Saved data entries:
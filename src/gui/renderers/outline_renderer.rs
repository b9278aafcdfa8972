use kiss3d::camera::Camera;
use kiss3d::renderer::{LineRenderer, Renderer};
use nalgebra::{Matrix4, Point3, Vector3};

use super::utils::{circle_iter, draw_path};
use crate::render::{Shading, StencilFunc, StencilTarget};

struct RingData {
    center: Point3<f32>,
    radius: f32,
    color: Point3<f32>,
}

// kiss3d gives us no stencil buffer, so this target only acts on the flat
// silhouette pass: it turns it into a camera-facing ring as wide as the
// enlarged body. The lit pass is the body's own scene node, which kiss3d
// draws by itself.
pub struct OutlineRenderer {
    line_renderer: LineRenderer,
    rings: Vec<RingData>,
}

impl OutlineRenderer {
    pub fn new() -> Self {
        OutlineRenderer {
            line_renderer: LineRenderer::new(),
            rings: vec![],
        }
    }

    fn load_ring_into_renderer(
        line_renderer: &mut LineRenderer,
        camera: &dyn Camera,
        ring: &RingData,
    ) {
        // Transform the screen x and y vectors into world space
        let camera_transform = camera.view_transform().inverse();
        let x_vec = camera_transform.transform_vector(&Vector3::x()).normalize();
        let y_vec = camera_transform.transform_vector(&Vector3::y()).normalize();

        draw_path(
            line_renderer,
            circle_iter(ring.center, x_vec, y_vec, ring.radius, 100),
            &ring.color,
        );
    }
}

impl StencilTarget for OutlineRenderer {
    /// Radius of the unscaled body mesh
    type Mesh = f32;

    fn stencil_func(&mut self, _func: StencilFunc, _reference: u8) {}

    fn stencil_mask(&mut self, _mask: u8) {}

    fn clear_stencil(&mut self) {}

    fn draw(&mut self, radius: &f32, model: &Matrix4<f32>, shading: Shading) {
        let color = match shading {
            Shading::Flat(color) => color,
            Shading::Lit => return,
        };

        let center = Point3::from(model.column(3).xyz());
        let scale = model.column(0).xyz().norm();
        self.rings.push(RingData {
            center,
            radius: radius * scale,
            color,
        });
    }
}

impl Renderer for OutlineRenderer {
    fn render(&mut self, pass: usize, camera: &mut dyn Camera) {
        for ring in self.rings.iter() {
            OutlineRenderer::load_ring_into_renderer(&mut self.line_renderer, camera, ring);
        }
        self.line_renderer.render(pass, camera);
        self.rings.clear();
    }
}
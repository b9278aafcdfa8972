use std::time::Instant;

use kiss3d::camera::Camera;
use kiss3d::event::{Action, Key, MouseButton, WindowEvent};
use kiss3d::resource::ShaderUniform;
use kiss3d::window::Canvas;
use nalgebra::{Isometry3, Matrix4, Orthographic3, Perspective3, Point3, Vector2, Vector3};

const KEYS_FORWARD: [Key; 2] = [Key::W, Key::Up];
const KEYS_BACKWARD: [Key; 2] = [Key::S, Key::Down];
const KEYS_LEFT: [Key; 2] = [Key::A, Key::Left];
const KEYS_RIGHT: [Key; 2] = [Key::D, Key::Right];
const KEYS_BOOST: [Key; 2] = [Key::LShift, Key::RShift];
const KEY_RISE: Key = Key::Space;
const KEY_SINK: Key = Key::LControl;
const KEY_SPEED_UP: Key = Key::Equals;
const KEY_SLOW_DOWN: Key = Key::Minus;
const KEY_RESET_SPEED: Key = Key::Key0;
const KEY_LESS_SENSITIVE: Key = Key::LBracket;
const KEY_MORE_SENSITIVE: Key = Key::RBracket;
const KEY_RESET_SENSITIVITY: Key = Key::Backslash;
const KEY_RESET_FOV: Key = Key::Z;
const KEY_PERSPECTIVE: Key = Key::P;
const KEY_ORTHOGRAPHIC: Key = Key::O;

const DEFAULT_SPEED: f32 = 5.0;
const MAX_SPEED: f32 = 30.0;
const DEFAULT_SENSITIVITY: f32 = 0.1;
const DEFAULT_FOV: f32 = 45.0;
const MIN_FOV: f32 = 1.0;
const MAX_FOV: f32 = 45.0;
const MAX_PITCH: f32 = 89.999;
const Z_NEAR: f32 = 0.1;
const Z_FAR: f32 = 300.0;
// The orthographic view is fov / ORTHO_DIVISOR units wide on each side
const ORTHO_DIVISOR: f32 = 4.0;

#[derive(Debug, Clone, Copy, PartialEq, Eq)]
pub enum Projection {
    Perspective,
    Orthographic,
}

/// Movement requested for one frame. Each axis is -1, 0 or 1.
#[derive(Debug, Default, Clone, Copy, PartialEq)]
pub struct MoveInput {
    pub forward: f32,
    pub right: f32,
    pub up: f32,
    pub boost: bool,
}

// A free-flying camera. Unlike ArcBall it isn't tied to a target: WASD moves
// it along where it's looking, Space/Ctrl move it along the world's up axis,
// and dragging with the right mouse button turns it. Scrolling narrows the
// field of view rather than moving the camera. Angles are kept in degrees.
pub struct FlyCamera {
    // -- position --
    position: Point3<f32>,
    yaw: f32,
    pitch: f32,
    // -- projection --
    width: u32,
    height: u32,
    fov: f32,
    projection: Projection,
    // -- other --
    last_cursor_pos: Vector2<f32>,
    last_update: Option<Instant>,
    // -- knobs to fiddle with --
    speed: f32,
    sensitivity: f32,
}

impl FlyCamera {
    pub fn new(position: Point3<f32>, width: u32, height: u32) -> Self {
        let mut camera = FlyCamera {
            position,
            yaw: -90.0,
            pitch: 0.0,
            width,
            height,
            fov: DEFAULT_FOV,
            projection: Projection::Perspective,
            last_cursor_pos: Vector2::zeros(),
            last_update: None,
            speed: DEFAULT_SPEED,
            sensitivity: DEFAULT_SENSITIVITY,
        };
        camera.look_at(&Point3::origin());
        camera
    }

    pub fn position(&self) -> Point3<f32> {
        self.position
    }

    pub fn fov(&self) -> f32 {
        self.fov
    }

    pub fn speed(&self) -> f32 {
        self.speed
    }

    pub fn sensitivity(&self) -> f32 {
        self.sensitivity
    }

    pub fn projection_mode(&self) -> Projection {
        self.projection
    }

    pub fn front(&self) -> Vector3<f32> {
        let (yaw, pitch) = (self.yaw.to_radians(), self.pitch.to_radians());
        Vector3::new(yaw.cos() * pitch.cos(), pitch.sin(), yaw.sin() * pitch.cos()).normalize()
    }

    pub fn right(&self) -> Vector3<f32> {
        self.front().cross(&Vector3::y()).normalize()
    }

    /// Moves the camera for `dt` seconds of held keys. Boosting doubles the
    /// distance covered.
    pub fn fly(&mut self, input: &MoveInput, dt: f32) {
        let mut velocity = self.speed * dt;
        if input.boost {
            velocity *= 2.0;
        }
        let step = self.front() * input.forward + self.right() * input.right + Vector3::y() * input.up;
        self.position += step * velocity;
    }

    /// Turns the camera by a cursor offset in pixels. Moving the cursor up
    /// makes the camera look up.
    pub fn turn(&mut self, dx: f32, dy: f32) {
        self.yaw += dx * self.sensitivity;
        self.pitch = nalgebra::clamp(self.pitch - dy * self.sensitivity, -MAX_PITCH, MAX_PITCH);
    }

    pub fn look_at(&mut self, target: &Point3<f32>) {
        let to_target = target - self.position;
        if to_target.norm() < f32::EPSILON {
            return;
        }
        let dir = to_target.normalize();
        self.yaw = dir.z.atan2(dir.x).to_degrees();
        self.pitch = nalgebra::clamp(dir.y.asin().to_degrees(), -MAX_PITCH, MAX_PITCH);
    }

    pub fn zoom(&mut self, offset: f32) {
        self.fov = nalgebra::clamp(self.fov - offset, MIN_FOV, MAX_FOV);
    }

    pub fn set_projection(&mut self, projection: Projection) {
        self.projection = projection;
    }

    fn adjust_speed(&mut self, delta: f32) {
        self.speed = nalgebra::clamp(self.speed + delta, 0.0, MAX_SPEED);
    }

    fn adjust_sensitivity(&mut self, delta: f32) {
        self.sensitivity = nalgebra::clamp(self.sensitivity + delta, 0.0, 1.0);
    }

    fn aspect(&self) -> f32 {
        self.width as f32 / self.height.max(1) as f32
    }

    fn projection_matrix(&self) -> Matrix4<f32> {
        match self.projection {
            Projection::Perspective => {
                Perspective3::new(self.aspect(), self.fov.to_radians(), Z_NEAR, Z_FAR).into_inner()
            }
            Projection::Orthographic => {
                let half_width = self.fov / ORTHO_DIVISOR;
                let half_height = half_width / self.aspect();
                Orthographic3::new(-half_width, half_width, -half_height, half_height, Z_NEAR, Z_FAR)
                    .into_inner()
            }
        }
    }

    fn view_matrix(&self) -> Matrix4<f32> {
        self.view_transform().to_homogeneous()
    }

    fn held_keys(canvas: &Canvas) -> MoveInput {
        let held = |keys: &[Key]| keys.iter().any(|k| canvas.get_key(*k) == Action::Press);
        let axis = |plus: bool, minus: bool| (plus as i32 - minus as i32) as f32;
        MoveInput {
            forward: axis(held(&KEYS_FORWARD), held(&KEYS_BACKWARD)),
            right: axis(held(&KEYS_RIGHT), held(&KEYS_LEFT)),
            up: axis(held(&[KEY_RISE]), held(&[KEY_SINK])),
            boost: held(&KEYS_BOOST),
        }
    }
}

impl Camera for FlyCamera {
    fn handle_event(&mut self, canvas: &Canvas, event: &WindowEvent) {
        match *event {
            WindowEvent::CursorPos(x, y, _) => {
                let curr_pos = Vector2::new(x as f32, y as f32);
                if canvas.get_mouse_button(MouseButton::Button2) == Action::Press {
                    let dpos = curr_pos - self.last_cursor_pos;
                    self.turn(dpos.x, dpos.y);
                }
                self.last_cursor_pos = curr_pos;
            }
            WindowEvent::MouseButton(MouseButton::Button1, Action::Press, _) => {
                self.look_at(&Point3::origin());
            }
            WindowEvent::Scroll(_, off, _) => self.zoom(off as f32),
            WindowEvent::FramebufferSize(w, h) => {
                self.width = w;
                self.height = h;
            }
            WindowEvent::Key(KEY_RESET_FOV, Action::Press, _) => self.fov = DEFAULT_FOV,
            WindowEvent::Key(KEY_RESET_SPEED, Action::Press, _) => self.speed = DEFAULT_SPEED,
            WindowEvent::Key(KEY_RESET_SENSITIVITY, Action::Press, _) => {
                self.sensitivity = DEFAULT_SENSITIVITY
            }
            WindowEvent::Key(KEY_PERSPECTIVE, Action::Press, _) => {
                self.set_projection(Projection::Perspective)
            }
            WindowEvent::Key(KEY_ORTHOGRAPHIC, Action::Press, _) => {
                self.set_projection(Projection::Orthographic)
            }
            _ => {}
        }
    }

    fn eye(&self) -> Point3<f32> {
        self.position
    }

    fn view_transform(&self) -> Isometry3<f32> {
        let target = self.position + self.front();
        Isometry3::look_at_rh(&self.position, &target, &Vector3::y())
    }

    fn transformation(&self) -> Matrix4<f32> {
        self.projection_matrix() * self.view_matrix()
    }

    fn inverse_transformation(&self) -> Matrix4<f32> {
        self.transformation()
            .try_inverse()
            .unwrap_or_else(Matrix4::identity)
    }

    fn clip_planes(&self) -> (f32, f32) {
        (Z_NEAR, Z_FAR)
    }

    fn update(&mut self, canvas: &Canvas) {
        let now = Instant::now();
        let dt = match self.last_update.replace(now) {
            Some(prev) => now.duration_since(prev).as_secs_f32(),
            None => 0.0,
        };

        self.fly(&Self::held_keys(canvas), dt);

        // Held knobs change at a steady rate, not per frame
        let pressed = |k: Key| canvas.get_key(k) == Action::Press;
        if pressed(KEY_SPEED_UP) {
            self.adjust_speed(6.0 * dt);
        }
        if pressed(KEY_SLOW_DOWN) {
            self.adjust_speed(-6.0 * dt);
        }
        if pressed(KEY_MORE_SENSITIVE) {
            self.adjust_sensitivity(0.012 * dt);
        }
        if pressed(KEY_LESS_SENSITIVE) {
            self.adjust_sensitivity(-0.012 * dt);
        }
    }

    fn upload(
        &self,
        _: usize,
        proj: &mut ShaderUniform<Matrix4<f32>>,
        view: &mut ShaderUniform<Matrix4<f32>>,
    ) {
        proj.upload(&self.projection_matrix());
        view.upload(&self.view_matrix());
    }
}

» WHAT YOU NEED TO DO:
Begin at the first line of the records above and restate each line word for word, stopping after the line with "fn clear_stencil(&mut self)".

» SOLVED EXERCISE:
filename src/gui/renderers/outline_renderer.rs
repository b9278aafcdfa8972
use kiss3d::camera::Camera;
use kiss3d::renderer::{LineRenderer, Renderer};
use nalgebra::{Matrix4, Point3, Vector3};

use super::utils::{circle_iter, draw_path};
use crate::render::{Shading, StencilFunc, StencilTarget};

struct RingData {
    center: Point3<f32>,
    radius: f32,
    color: Point3<f32>,
}

// kiss3d gives us no stencil buffer, so this target only acts on the flat
// silhouette pass: it turns it into a camera-facing ring as wide as the
// enlarged body. The lit pass is the body's own scene node, which kiss3d
// draws by itself.
pub struct OutlineRenderer {
    line_renderer: LineRenderer,
    rings: Vec<RingData>,
}

impl OutlineRenderer {
    pub fn new() -> Self {
        OutlineRenderer {
            line_renderer: LineRenderer::new(),
            rings: vec![],
        }
    }

    fn load_ring_into_renderer(
        line_renderer: &mut LineRenderer,
        camera: &dyn Camera,
        ring: &RingData,
    ) {
        // Transform the screen x and y vectors into world space
        let camera_transform = camera.view_transform().inverse();
        let x_vec = camera_transform.transform_vector(&Vector3::x()).normalize();
        let y_vec = camera_transform.transform_vector(&Vector3::y()).normalize();

        draw_path(
            line_renderer,
            circle_iter(ring.center, x_vec, y_vec, ring.radius, 100),
            &ring.color,
        );
    }
}

impl StencilTarget for OutlineRenderer {
    /// Radius of the unscaled body mesh
    type Mesh = f32;

    fn stencil_func(&mut self, _func: StencilFunc, _reference: u8) {}

    fn stencil_mask(&mut self, _mask: u8) {}

    fn clear_stencil(&mut self) {}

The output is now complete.